The space domain is similarly emerging as a growing focus for future operations. Space is already used to support military operational activities through observation, navigation and communication functions. There is a growing risk, however, of space becoming further militarised, and evolving into a potential ‘battleground’ rather than a ‘global commons’. With the potential establishment of military and civilian bases outside Earth’s atmosphere, defence of assets in space will increasingly become an issue. Furthermore, space may be used for offensive actions, for example by placing surveillance and offensive cyber or kinetic strike capabilities.
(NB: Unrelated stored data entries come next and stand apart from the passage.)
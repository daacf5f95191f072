use crate::{Result, TestInfraError};
use sqlx::mysql::MySqlPoolOptions;
use sqlx::MySqlPool;
use std::time::Duration;
use testcontainers::core::{IntoContainerPort, WaitFor};
use testcontainers::runners::AsyncRunner;
use testcontainers::ImageExt;
use testcontainers::{ContainerAsync, GenericImage};
use typed_builder::TypedBuilder;

const MYSQL_PORT: u16 = 3306;

#[derive(Debug, Clone, TypedBuilder)]
pub struct MysqlConfig {
    #[builder(default = "8.4".to_string())]
    image_tag: String,
    #[builder(default = "tether".to_string())]
    database: String,
    #[builder(default = "tether".to_string())]
    username: String,
    #[builder(default = "tether".to_string())]
    password: String,
    /// Connection attempts made by [`MySqlServer::pool`] while the server
    /// finishes starting up.
    #[builder(default = 20)]
    connect_attempts: u32,
    #[builder(default = Duration::from_millis(500))]
    connect_backoff: Duration,
}

/// A disposable MySQL server holding the Tether schema.
pub struct MySqlServer {
    container: ContainerAsync<GenericImage>,
    config: MysqlConfig,
}

impl MySqlServer {
    pub async fn new(config: MysqlConfig) -> Result<Self> {
        let container = GenericImage::new("mysql", config.image_tag.as_str())
            .with_exposed_port(MYSQL_PORT.tcp())
            .with_wait_for(WaitFor::message_on_stderr("ready for connections"))
            .with_env_var("MYSQL_DATABASE", config.database.as_str())
            .with_env_var("MYSQL_USER", config.username.as_str())
            .with_env_var("MYSQL_PASSWORD", config.password.as_str())
            .with_env_var("MYSQL_ROOT_PASSWORD", "root")
            .start()
            .await?;

        Ok(Self { container, config })
    }

    /// Starts a server and applies `schema` to it.
    pub async fn with_schema(config: MysqlConfig, schema: &str) -> Result<(Self, MySqlPool)> {
        let server = Self::new(config).await?;
        let pool = server.pool().await?;
        sqlx::raw_sql(schema).execute(&pool).await?;
        Ok((server, pool))
    }

    pub async fn database_url(&self) -> Result<String> {
        let host = self.container.get_host().await?;
        let port = self.container.get_host_port_ipv4(MYSQL_PORT).await?;
        Ok(format!(
            "mysql://{}:{}@{}:{}/{}",
            self.config.username, self.config.password, host, port, self.config.database
        ))
    }

    /// Opens a pool, retrying while MySQL still refuses connections after
    /// its first "ready" message.
    pub async fn pool(&self) -> Result<MySqlPool> {
        let url = self.database_url().await?;
        let mut last_error = None;

        for _ in 0..self.config.connect_attempts.max(1) {
            match MySqlPoolOptions::new().max_connections(5).connect(&url).await {
                Ok(pool) => return Ok(pool),
                Err(err) => {
                    last_error = Some(err);
                    tokio::time::sleep(self.config.connect_backoff).await;
                }
            }
        }

        Err(TestInfraError::Database(last_error.unwrap_or(sqlx::Error::PoolTimedOut)))
    }
}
Operating in this contested and congested environment will likely be a growing challenge for future European militaries. 

All of these trends – and the many others considered in more detail throughout this ongoing study on the revision of military capability requirements for 2035 and beyond – are affected by the disruptive and unpredictable character of technology development. The results of this work, in concert with a wider analysis of the three CDP elements – short term (Strands A and D) and mid-term (Strand C) planning aspects – will inform the agreement on a new set of EU Cability Development Priorities expected in 2018.

Technology trends outside of the military are moving quickly, profoundly and unpredictably. This may require a more innovative approach on behalf of European defence planners regarding the assimilation of civilian technologies as well as considerations on how to face the potentially malignant applications of civilian technologies. Agility, adaptability and a constant eye on the future are crucial.